[Collected data]
Start of Block

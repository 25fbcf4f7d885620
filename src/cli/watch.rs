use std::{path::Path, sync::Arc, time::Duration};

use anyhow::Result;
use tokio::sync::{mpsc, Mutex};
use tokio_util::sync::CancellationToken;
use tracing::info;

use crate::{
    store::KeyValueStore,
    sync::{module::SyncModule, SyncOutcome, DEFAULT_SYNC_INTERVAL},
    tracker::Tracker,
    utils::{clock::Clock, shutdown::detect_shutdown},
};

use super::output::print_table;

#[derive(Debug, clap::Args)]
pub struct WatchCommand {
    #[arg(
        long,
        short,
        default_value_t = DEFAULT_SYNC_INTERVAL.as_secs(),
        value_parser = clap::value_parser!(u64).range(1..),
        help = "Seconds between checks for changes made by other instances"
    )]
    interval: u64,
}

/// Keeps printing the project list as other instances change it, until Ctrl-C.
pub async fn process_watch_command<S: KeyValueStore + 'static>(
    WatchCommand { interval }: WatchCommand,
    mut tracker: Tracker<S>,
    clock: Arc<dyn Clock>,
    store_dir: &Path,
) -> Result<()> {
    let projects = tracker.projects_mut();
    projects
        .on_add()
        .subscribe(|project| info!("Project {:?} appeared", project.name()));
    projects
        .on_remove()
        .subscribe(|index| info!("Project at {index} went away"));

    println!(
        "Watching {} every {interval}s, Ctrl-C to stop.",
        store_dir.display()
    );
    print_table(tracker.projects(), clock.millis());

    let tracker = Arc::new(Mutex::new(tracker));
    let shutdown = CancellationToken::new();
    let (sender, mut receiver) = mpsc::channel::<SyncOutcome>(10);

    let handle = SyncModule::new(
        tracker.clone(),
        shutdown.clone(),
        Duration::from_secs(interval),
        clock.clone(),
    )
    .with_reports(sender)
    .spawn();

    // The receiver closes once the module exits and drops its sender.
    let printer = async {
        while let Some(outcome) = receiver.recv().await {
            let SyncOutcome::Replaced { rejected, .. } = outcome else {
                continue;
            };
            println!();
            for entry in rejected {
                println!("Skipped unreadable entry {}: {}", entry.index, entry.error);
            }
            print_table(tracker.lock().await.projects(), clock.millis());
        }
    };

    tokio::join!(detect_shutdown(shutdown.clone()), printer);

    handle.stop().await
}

End of Block

Task to carry out >>
Read the entries above, then pull out the lines that include "entry".

Problem solution >>
            for entry in rejected {
                println!("Skipped unreadable entry {}: {}", entry.index, entry.error);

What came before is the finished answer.